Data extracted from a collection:
━━━

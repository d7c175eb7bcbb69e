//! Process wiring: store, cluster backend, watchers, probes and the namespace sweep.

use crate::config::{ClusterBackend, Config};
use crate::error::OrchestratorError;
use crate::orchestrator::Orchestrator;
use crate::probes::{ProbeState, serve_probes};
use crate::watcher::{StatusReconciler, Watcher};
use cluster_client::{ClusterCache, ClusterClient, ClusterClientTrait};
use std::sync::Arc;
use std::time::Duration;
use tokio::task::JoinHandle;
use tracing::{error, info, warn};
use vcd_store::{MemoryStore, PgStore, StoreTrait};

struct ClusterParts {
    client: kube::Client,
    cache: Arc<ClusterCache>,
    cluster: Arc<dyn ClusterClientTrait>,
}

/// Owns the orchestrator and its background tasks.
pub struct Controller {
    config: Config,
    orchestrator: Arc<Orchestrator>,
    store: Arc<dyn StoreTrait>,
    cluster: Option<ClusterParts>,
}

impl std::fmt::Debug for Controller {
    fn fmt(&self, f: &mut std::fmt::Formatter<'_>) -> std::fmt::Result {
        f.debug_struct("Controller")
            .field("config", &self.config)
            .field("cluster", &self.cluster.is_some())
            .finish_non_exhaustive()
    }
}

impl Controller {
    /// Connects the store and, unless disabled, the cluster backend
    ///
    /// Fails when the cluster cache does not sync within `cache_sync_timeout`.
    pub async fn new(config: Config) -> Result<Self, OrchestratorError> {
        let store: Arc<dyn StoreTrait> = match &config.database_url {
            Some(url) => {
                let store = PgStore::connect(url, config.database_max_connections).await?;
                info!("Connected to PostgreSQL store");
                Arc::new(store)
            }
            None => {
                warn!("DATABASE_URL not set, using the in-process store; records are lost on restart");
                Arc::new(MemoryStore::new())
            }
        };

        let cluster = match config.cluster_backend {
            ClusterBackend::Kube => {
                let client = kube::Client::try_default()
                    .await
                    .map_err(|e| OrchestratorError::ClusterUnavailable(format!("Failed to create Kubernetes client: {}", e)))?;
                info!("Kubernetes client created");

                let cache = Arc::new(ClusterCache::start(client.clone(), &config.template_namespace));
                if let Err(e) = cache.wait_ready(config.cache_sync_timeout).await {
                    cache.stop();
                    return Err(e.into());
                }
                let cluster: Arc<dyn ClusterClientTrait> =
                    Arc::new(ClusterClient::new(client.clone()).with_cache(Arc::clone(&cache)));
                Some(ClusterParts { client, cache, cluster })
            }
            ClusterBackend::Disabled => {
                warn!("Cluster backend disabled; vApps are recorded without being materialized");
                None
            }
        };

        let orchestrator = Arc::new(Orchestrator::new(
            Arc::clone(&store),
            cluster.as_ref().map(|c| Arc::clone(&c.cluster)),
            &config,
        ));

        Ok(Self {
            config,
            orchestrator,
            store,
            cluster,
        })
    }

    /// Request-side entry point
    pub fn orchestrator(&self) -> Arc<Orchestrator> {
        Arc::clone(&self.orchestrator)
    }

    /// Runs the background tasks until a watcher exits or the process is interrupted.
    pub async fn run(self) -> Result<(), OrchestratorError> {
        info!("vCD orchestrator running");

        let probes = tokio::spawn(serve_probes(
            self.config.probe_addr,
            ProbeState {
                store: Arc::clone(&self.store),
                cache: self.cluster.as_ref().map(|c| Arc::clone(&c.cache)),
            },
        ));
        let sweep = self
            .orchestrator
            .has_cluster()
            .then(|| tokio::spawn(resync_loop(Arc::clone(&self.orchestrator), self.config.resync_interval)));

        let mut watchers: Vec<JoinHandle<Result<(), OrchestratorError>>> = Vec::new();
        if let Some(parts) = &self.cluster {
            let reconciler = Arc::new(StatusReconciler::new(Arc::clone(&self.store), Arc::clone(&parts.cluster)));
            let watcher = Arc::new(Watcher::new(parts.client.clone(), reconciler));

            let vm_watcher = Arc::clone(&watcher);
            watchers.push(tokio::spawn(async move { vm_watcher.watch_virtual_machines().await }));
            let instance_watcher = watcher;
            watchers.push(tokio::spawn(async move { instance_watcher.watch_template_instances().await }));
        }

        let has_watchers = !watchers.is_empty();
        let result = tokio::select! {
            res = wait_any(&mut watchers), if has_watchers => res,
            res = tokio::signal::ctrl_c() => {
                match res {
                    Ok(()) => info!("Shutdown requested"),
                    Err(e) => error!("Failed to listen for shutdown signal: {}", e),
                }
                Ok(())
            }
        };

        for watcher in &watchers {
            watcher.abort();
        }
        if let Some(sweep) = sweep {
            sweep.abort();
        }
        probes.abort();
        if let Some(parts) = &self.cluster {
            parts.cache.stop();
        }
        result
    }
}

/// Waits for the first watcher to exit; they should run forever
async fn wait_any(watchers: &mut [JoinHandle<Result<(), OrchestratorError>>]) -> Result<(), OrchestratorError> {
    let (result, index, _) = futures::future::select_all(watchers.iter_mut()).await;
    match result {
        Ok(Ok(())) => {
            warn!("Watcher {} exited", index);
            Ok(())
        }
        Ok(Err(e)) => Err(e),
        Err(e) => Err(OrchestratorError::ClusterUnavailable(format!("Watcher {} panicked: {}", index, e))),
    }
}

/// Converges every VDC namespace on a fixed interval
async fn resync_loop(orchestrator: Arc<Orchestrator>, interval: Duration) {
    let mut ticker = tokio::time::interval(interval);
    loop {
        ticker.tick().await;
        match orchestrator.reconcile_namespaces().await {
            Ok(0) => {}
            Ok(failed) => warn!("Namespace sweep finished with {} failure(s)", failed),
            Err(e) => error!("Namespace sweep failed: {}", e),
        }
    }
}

━━━

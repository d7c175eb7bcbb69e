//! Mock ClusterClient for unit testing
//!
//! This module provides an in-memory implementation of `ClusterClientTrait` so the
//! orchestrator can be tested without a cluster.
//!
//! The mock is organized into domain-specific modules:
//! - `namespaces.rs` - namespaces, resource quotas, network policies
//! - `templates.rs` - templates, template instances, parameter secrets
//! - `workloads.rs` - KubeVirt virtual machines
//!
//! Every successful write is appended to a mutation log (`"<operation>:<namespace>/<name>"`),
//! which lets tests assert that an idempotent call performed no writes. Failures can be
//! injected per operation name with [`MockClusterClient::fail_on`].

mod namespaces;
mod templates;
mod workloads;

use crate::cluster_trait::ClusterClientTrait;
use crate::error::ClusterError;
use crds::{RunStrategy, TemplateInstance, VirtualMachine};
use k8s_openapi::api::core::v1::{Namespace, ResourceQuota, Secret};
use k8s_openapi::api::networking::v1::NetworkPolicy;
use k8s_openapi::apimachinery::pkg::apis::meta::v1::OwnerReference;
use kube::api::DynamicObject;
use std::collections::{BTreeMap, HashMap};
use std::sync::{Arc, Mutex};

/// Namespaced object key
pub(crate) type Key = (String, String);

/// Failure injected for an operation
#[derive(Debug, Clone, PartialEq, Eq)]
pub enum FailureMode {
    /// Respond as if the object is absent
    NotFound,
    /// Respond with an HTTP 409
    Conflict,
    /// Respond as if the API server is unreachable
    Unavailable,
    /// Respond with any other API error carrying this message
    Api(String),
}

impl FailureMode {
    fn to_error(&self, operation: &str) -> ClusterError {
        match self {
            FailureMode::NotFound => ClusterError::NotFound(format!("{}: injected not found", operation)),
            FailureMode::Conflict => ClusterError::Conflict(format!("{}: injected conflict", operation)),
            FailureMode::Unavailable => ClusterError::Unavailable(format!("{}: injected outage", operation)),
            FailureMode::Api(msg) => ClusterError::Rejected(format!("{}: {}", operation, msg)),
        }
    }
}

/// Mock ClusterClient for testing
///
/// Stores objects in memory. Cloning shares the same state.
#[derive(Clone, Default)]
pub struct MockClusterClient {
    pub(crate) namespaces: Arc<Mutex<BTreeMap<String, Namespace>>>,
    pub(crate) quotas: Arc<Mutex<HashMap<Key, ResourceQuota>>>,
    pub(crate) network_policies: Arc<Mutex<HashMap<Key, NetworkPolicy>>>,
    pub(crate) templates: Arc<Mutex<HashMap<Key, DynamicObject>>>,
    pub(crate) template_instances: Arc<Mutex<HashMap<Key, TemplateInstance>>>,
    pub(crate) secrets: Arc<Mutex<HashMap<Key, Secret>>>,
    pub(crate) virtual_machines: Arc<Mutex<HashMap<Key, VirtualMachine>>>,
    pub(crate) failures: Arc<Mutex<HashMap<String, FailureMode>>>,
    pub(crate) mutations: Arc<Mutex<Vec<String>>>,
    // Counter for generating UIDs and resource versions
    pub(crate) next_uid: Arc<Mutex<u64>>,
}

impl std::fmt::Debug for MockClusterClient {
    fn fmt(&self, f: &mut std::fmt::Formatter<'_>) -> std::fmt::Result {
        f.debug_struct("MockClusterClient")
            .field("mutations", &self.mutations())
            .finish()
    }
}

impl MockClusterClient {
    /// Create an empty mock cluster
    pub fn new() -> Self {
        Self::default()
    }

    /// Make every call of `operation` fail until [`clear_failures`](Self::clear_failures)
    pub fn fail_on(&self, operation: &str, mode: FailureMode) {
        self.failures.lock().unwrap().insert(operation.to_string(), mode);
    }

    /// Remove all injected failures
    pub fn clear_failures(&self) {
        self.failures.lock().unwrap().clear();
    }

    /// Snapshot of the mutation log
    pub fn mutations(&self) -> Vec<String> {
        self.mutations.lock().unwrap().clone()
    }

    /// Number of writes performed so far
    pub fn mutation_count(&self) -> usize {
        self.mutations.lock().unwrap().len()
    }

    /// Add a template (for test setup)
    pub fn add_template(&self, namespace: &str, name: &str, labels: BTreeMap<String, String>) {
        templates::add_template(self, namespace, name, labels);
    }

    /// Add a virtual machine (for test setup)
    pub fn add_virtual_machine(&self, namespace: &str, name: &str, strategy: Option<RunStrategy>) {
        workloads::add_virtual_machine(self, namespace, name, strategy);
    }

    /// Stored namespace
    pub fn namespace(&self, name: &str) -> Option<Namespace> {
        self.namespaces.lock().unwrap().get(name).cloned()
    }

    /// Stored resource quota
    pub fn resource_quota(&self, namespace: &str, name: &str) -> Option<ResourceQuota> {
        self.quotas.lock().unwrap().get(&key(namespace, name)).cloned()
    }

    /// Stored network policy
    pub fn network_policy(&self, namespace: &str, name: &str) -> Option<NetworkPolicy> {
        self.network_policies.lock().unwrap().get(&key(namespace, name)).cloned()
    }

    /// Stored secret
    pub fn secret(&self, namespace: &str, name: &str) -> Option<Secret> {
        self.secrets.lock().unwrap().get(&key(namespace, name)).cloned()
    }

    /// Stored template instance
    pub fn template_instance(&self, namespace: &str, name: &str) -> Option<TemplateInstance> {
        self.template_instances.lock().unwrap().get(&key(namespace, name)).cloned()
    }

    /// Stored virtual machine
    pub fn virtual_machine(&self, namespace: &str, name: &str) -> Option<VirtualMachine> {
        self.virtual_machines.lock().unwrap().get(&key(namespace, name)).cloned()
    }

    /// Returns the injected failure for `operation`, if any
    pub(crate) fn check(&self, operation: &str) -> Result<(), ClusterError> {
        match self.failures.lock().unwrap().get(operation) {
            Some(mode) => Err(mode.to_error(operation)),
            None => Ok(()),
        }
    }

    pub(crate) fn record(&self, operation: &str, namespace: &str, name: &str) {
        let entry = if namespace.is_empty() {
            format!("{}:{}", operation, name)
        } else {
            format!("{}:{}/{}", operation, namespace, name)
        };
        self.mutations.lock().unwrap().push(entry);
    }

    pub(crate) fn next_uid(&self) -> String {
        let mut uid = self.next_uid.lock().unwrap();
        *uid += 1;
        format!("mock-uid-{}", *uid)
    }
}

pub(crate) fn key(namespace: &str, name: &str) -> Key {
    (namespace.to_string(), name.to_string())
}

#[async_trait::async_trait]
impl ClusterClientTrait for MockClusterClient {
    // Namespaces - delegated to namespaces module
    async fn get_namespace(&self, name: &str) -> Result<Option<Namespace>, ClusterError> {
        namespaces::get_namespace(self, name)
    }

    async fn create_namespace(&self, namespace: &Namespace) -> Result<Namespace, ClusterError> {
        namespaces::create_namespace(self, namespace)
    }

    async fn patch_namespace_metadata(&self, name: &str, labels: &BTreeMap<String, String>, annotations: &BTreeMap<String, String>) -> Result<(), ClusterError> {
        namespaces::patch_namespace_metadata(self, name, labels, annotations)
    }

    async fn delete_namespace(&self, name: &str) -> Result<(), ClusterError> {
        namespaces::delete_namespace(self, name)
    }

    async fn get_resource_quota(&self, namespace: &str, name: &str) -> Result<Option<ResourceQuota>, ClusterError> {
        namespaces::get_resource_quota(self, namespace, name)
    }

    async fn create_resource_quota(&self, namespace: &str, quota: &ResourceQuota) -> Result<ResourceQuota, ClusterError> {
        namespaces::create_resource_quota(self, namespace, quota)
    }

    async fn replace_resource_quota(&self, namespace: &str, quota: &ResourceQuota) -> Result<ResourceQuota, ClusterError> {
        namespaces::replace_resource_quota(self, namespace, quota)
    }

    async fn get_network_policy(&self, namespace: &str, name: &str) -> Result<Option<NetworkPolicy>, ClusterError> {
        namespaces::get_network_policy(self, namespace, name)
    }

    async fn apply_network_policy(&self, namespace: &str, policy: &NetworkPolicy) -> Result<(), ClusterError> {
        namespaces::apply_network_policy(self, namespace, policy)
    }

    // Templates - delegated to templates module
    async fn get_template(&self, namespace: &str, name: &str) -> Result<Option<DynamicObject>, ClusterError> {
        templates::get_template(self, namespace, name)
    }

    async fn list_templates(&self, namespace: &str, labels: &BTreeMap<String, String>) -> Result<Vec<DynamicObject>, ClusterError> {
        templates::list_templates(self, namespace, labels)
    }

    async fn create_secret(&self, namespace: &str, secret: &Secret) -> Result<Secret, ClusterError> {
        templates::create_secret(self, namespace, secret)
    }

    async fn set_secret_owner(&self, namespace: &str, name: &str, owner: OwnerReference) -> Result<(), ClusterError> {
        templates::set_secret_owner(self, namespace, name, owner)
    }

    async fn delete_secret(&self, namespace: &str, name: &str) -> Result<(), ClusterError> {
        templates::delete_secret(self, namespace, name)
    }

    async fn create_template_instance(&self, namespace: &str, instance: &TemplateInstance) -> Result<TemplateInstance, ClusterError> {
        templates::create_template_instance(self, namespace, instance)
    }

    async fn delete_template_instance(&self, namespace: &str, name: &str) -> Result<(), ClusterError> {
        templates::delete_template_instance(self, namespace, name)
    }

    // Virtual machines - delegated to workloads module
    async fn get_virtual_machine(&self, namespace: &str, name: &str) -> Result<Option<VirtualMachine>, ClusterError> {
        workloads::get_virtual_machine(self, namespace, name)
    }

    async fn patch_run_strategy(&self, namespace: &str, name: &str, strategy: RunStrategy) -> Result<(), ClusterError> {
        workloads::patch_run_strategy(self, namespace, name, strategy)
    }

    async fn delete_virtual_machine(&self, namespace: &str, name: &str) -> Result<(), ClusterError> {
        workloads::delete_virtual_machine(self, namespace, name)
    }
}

━━━

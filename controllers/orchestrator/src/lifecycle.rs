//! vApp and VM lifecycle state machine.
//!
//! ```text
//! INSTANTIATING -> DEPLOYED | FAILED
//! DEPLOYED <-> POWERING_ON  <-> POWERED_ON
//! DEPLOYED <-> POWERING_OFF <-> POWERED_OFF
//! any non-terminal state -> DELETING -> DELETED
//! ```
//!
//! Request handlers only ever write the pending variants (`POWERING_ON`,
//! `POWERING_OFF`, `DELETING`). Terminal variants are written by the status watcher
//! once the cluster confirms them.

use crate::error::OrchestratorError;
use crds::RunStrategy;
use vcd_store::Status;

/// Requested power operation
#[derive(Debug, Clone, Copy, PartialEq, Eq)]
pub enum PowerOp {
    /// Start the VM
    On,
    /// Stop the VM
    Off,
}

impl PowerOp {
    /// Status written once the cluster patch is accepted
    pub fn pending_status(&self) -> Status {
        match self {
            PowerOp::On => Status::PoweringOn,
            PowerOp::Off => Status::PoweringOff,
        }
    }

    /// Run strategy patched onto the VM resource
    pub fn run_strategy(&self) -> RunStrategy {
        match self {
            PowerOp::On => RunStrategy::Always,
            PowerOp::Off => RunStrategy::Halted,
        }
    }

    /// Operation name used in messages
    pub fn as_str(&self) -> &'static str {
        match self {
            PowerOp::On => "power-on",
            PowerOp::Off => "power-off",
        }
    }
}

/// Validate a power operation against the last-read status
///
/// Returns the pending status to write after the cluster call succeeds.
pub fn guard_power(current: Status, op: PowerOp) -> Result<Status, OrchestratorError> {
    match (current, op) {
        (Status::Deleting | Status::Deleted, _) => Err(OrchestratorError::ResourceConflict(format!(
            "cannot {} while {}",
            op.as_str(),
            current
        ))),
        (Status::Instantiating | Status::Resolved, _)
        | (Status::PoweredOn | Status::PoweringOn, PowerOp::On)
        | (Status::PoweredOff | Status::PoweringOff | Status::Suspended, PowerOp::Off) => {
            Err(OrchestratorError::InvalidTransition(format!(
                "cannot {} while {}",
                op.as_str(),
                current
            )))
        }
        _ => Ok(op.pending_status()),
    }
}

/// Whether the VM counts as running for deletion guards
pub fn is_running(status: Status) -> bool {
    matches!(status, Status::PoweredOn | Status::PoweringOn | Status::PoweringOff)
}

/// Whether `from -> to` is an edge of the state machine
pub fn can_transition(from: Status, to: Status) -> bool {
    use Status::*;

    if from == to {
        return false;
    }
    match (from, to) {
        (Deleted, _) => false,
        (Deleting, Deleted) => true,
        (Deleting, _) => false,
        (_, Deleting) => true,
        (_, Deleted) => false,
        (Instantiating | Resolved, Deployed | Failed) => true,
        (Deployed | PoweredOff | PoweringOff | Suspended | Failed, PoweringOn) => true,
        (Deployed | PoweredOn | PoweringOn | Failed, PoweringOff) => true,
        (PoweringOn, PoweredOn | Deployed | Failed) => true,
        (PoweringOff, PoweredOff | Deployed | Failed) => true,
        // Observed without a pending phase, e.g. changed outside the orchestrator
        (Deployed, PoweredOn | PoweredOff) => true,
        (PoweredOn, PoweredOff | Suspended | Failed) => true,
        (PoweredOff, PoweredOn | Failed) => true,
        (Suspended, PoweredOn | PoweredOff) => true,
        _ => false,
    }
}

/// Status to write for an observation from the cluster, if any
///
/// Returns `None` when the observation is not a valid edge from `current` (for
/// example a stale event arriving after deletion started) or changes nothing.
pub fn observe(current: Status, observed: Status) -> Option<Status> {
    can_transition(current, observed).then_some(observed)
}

━━━

The lines above from the one containing "the state machine" through the one containing "or changes nothing." are to be set down exactly, and no others.

/// Whether `from -> to` is an edge of the state machine
pub fn can_transition(from: Status, to: Status) -> bool {
    use Status::*;

    if from == to {
        return false;
    }
    match (from, to) {
        (Deleted, _) => false,
        (Deleting, Deleted) => true,
        (Deleting, _) => false,
        (_, Deleting) => true,
        (_, Deleted) => false,
        (Instantiating | Resolved, Deployed | Failed) => true,
        (Deployed | PoweredOff | PoweringOff | Suspended | Failed, PoweringOn) => true,
        (Deployed | PoweredOn | PoweringOn | Failed, PoweringOff) => true,
        (PoweringOn, PoweredOn | Deployed | Failed) => true,
        (PoweringOff, PoweredOff | Deployed | Failed) => true,
        // Observed without a pending phase, e.g. changed outside the orchestrator
        (Deployed, PoweredOn | PoweredOff) => true,
        (PoweredOn, PoweredOff | Suspended | Failed) => true,
        (PoweredOff, PoweredOn | Failed) => true,
        (Suspended, PoweredOn | PoweredOff) => true,
        _ => false,
    }
}

/// Status to write for an observation from the cluster, if any
///
/// Returns `None` when the observation is not a valid edge from `current` (for
/// example a stale event arriving after deletion started) or changes nothing.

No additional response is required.